* [Stored data]
use axum::extract::{Extension, Path};
use axum::response::Json;
use serde::Deserialize;
use serde_json::{json, Value};
use uuid::Uuid;

use crate::content::SectionKind;
use crate::database::models::AuditAction;
use crate::database;
use crate::error::ApiError;
use crate::middleware::AuthUser;
use crate::services::{AuditService, PageService};

/// GET /api/pages/:id/sections
pub async fn list(Path(page_id): Path<Uuid>) -> Result<Json<Value>, ApiError> {
    let pool = database::pool().await?;
    let service = PageService::new(pool);

    // 404 for unknown pages, not an empty list
    service.get_page(page_id).await?;
    let sections = service.list_sections(page_id).await?;

    Ok(Json(json!({ "success": true, "data": sections })))
}

#[derive(Debug, Deserialize)]
pub struct CreateSectionRequest {
    pub kind: String,
    /// Omitted content gets the kind's default payload
    pub content: Option<Value>,
}

/// POST /api/pages/:id/sections
pub async fn create(
    Extension(user): Extension<AuthUser>,
    Path(page_id): Path<Uuid>,
    Json(payload): Json<CreateSectionRequest>,
) -> Result<Json<Value>, ApiError> {
    let kind = SectionKind::parse(&payload.kind)?;

    let pool = database::pool().await?;
    let section = PageService::new(pool)
        .create_section(page_id, kind, payload.content)
        .await?;

    AuditService::record(
        &user,
        AuditAction::Create,
        "page_section",
        Some(section.id),
        json!({ "page_id": page_id, "kind": section.kind }),
    )
    .await;

    Ok(Json(json!({ "success": true, "data": section })))
}

#[derive(Debug, Deserialize)]
pub struct ReorderRequest {
    pub lock_version: i32,
    pub section_ids: Vec<Uuid>,
}

/// PUT /api/pages/:id/sections/order - optimistic-concurrency reorder
pub async fn reorder(
    Extension(user): Extension<AuthUser>,
    Path(page_id): Path<Uuid>,
    Json(payload): Json<ReorderRequest>,
) -> Result<Json<Value>, ApiError> {
    let pool = database::pool().await?;
    let page = PageService::new(pool)
        .reorder_sections(page_id, payload.lock_version, &payload.section_ids)
        .await?;

    AuditService::record(
        &user,
        AuditAction::Update,
        "page",
        Some(page_id),
        json!({ "reordered": payload.section_ids, "lock_version": page.lock_version }),
    )
    .await;

    Ok(Json(json!({ "success": true, "data": page })))
}

/// GET /api/sections/:id - payload upgraded to the current schema version
pub async fn get(Path(id): Path<Uuid>) -> Result<Json<Value>, ApiError> {
    let pool = database::pool().await?;
    let section = PageService::new(pool).get_section(id).await?;
    Ok(Json(json!({ "success": true, "data": section })))
}

#[derive(Debug, Deserialize)]
pub struct PatchSectionRequest {
    pub content: Value,
}

/// PATCH /api/sections/:id - replace the content payload
pub async fn patch(
    Extension(user): Extension<AuthUser>,
    Path(id): Path<Uuid>,
    Json(payload): Json<PatchSectionRequest>,
) -> Result<Json<Value>, ApiError> {
    let pool = database::pool().await?;
    let section = PageService::new(pool)
        .patch_section_content(id, payload.content)
        .await?;

    AuditService::record(
        &user,
        AuditAction::Update,
        "page_section",
        Some(section.id),
        json!({ "kind": section.kind }),
    )
    .await;

    Ok(Json(json!({ "success": true, "data": section })))
}

/// DELETE /api/sections/:id - soft delete
pub async fn delete(
    Extension(user): Extension<AuthUser>,
    Path(id): Path<Uuid>,
) -> Result<Json<Value>, ApiError> {
    let pool = database::pool().await?;
    let section = PageService::new(pool).delete_section(id).await?;

    AuditService::record(
        &user,
        AuditAction::Delete,
        "page_section",
        Some(section.id),
        json!({ "page_id": section.page_id, "kind": section.kind }),
    )
    .await;

    Ok(Json(json!({ "success": true, "data": section })))
}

* [Exercise] The count, and nothing else: how many lines of the entries contain the word "PatchSectionRequest"?

* [Response area] 2